* [TRY IT]
Go through the records and tally the lines that include the word "from". The answer is that total alone.

--- GIVEN RECORDS Enclosed Below ---

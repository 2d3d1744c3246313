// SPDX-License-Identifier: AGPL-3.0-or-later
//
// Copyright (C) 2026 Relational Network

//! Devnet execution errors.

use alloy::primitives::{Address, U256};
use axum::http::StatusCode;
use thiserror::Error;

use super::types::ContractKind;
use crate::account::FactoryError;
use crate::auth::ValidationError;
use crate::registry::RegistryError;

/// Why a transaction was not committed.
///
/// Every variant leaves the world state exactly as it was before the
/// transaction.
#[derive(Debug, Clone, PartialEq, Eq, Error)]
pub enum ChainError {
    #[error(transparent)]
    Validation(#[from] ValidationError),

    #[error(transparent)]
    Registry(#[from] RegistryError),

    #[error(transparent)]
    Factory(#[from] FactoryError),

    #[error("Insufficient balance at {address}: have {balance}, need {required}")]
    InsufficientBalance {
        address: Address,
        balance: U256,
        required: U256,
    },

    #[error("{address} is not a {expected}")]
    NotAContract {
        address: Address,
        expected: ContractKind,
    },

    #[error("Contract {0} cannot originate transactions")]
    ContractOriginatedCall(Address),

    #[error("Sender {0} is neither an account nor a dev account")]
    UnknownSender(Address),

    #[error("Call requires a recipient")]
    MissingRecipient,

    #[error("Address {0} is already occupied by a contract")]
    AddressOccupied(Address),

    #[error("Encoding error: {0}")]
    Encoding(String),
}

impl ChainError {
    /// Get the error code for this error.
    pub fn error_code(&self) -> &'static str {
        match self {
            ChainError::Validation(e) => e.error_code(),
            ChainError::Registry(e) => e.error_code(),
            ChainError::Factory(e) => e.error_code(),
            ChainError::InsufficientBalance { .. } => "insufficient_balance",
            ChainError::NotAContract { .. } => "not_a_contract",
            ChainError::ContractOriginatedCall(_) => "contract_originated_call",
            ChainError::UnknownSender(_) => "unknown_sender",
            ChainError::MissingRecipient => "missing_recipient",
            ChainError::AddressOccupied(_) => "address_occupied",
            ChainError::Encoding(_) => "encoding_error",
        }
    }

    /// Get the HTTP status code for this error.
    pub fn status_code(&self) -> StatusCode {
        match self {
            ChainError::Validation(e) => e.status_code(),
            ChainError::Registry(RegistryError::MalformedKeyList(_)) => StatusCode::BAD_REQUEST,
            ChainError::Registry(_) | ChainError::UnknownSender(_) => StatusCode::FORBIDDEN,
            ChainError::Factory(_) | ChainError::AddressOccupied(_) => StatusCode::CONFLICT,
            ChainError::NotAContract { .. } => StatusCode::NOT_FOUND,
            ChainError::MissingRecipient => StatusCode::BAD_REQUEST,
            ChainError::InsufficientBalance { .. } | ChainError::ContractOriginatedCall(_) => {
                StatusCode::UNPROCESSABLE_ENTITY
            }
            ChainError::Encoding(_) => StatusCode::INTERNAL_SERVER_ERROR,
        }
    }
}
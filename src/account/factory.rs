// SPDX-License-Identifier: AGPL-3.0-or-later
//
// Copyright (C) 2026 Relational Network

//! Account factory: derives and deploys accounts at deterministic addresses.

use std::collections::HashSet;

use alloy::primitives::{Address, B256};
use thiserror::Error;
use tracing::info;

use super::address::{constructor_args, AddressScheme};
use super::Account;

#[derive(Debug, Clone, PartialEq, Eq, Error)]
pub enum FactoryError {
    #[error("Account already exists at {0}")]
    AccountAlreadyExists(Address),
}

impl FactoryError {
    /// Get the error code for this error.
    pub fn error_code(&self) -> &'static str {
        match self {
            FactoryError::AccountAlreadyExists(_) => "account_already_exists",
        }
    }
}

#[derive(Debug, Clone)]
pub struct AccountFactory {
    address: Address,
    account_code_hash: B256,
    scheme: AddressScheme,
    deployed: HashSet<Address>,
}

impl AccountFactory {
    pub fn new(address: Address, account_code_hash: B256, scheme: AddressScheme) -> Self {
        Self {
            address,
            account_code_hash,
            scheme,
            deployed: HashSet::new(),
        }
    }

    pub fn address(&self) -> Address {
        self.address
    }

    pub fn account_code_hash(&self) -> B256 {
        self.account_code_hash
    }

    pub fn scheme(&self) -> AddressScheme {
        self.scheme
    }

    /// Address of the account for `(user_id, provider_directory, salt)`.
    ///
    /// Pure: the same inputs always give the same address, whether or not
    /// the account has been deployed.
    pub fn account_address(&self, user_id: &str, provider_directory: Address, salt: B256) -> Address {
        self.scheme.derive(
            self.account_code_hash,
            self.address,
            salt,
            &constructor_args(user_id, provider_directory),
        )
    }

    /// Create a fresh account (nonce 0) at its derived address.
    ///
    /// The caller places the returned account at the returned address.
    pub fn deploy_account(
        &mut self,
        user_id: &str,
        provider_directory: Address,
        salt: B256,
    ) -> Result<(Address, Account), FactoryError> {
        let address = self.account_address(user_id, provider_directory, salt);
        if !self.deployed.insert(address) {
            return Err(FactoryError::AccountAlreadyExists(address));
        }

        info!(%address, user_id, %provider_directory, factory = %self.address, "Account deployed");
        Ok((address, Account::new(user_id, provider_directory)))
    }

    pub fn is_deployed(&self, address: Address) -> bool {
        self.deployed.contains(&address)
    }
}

--- End of Enclosed GIVEN RECORDS ---

* [TASK OUTPUT]
3